- Problem details:
From first line to last, retype the data exactly.

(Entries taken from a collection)

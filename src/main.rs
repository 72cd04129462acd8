//! Server binary: load config, open the SQLite pool, create tables, serve.

use items_api::{app, apply_migrations, connect, load_from_env, open_session, AppState};
use tokio::net::TcpListener;
use tracing_subscriber::EnvFilter;

#[tokio::main]
async fn main() -> Result<(), Box<dyn std::error::Error>> {
    tracing_subscriber::fmt()
        .with_env_filter(
            EnvFilter::try_from_default_env()
                .unwrap_or_else(|_| EnvFilter::new("items_api=info,tower_http=info")),
        )
        .init();

    let config = load_from_env()?;
    let pool = connect(&config).await?;
    {
        let mut session = open_session(&pool).await?;
        apply_migrations(&mut session).await?;
    }

    let router = app(AppState::new(pool), &config);
    let listener = TcpListener::bind(config.bind_addr).await?;
    tracing::info!("listening on {}", listener.local_addr()?);
    axum::serve(listener, router).await?;
    Ok(())
}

- Completed task:
filename src/main.rs
repository 72cd04129462acd8
//! Server binary: load config, open the SQLite pool, create tables, serve.

use items_api::{app, apply_migrations, connect, load_from_env, open_session, AppState};
use tokio::net::TcpListener;
use tracing_subscriber::EnvFilter;

#[tokio::main]
async fn main() -> Result<(), Box<dyn std::error::Error>> {
    tracing_subscriber::fmt()
        .with_env_filter(
            EnvFilter::try_from_default_env()
                .unwrap_or_else(|_| EnvFilter::new("items_api=info,tower_http=info")),
        )
        .init();

    let config = load_from_env()?;
    let pool = connect(&config).await?;
    {
        let mut session = open_session(&pool).await?;
        apply_migrations(&mut session).await?;
    }

    let router = app(AppState::new(pool), &config);
    let listener = TcpListener::bind(config.bind_addr).await?;
    tracing::info!("listening on {}", listener.local_addr()?);
    axum::serve(listener, router).await?;
    Ok(())
}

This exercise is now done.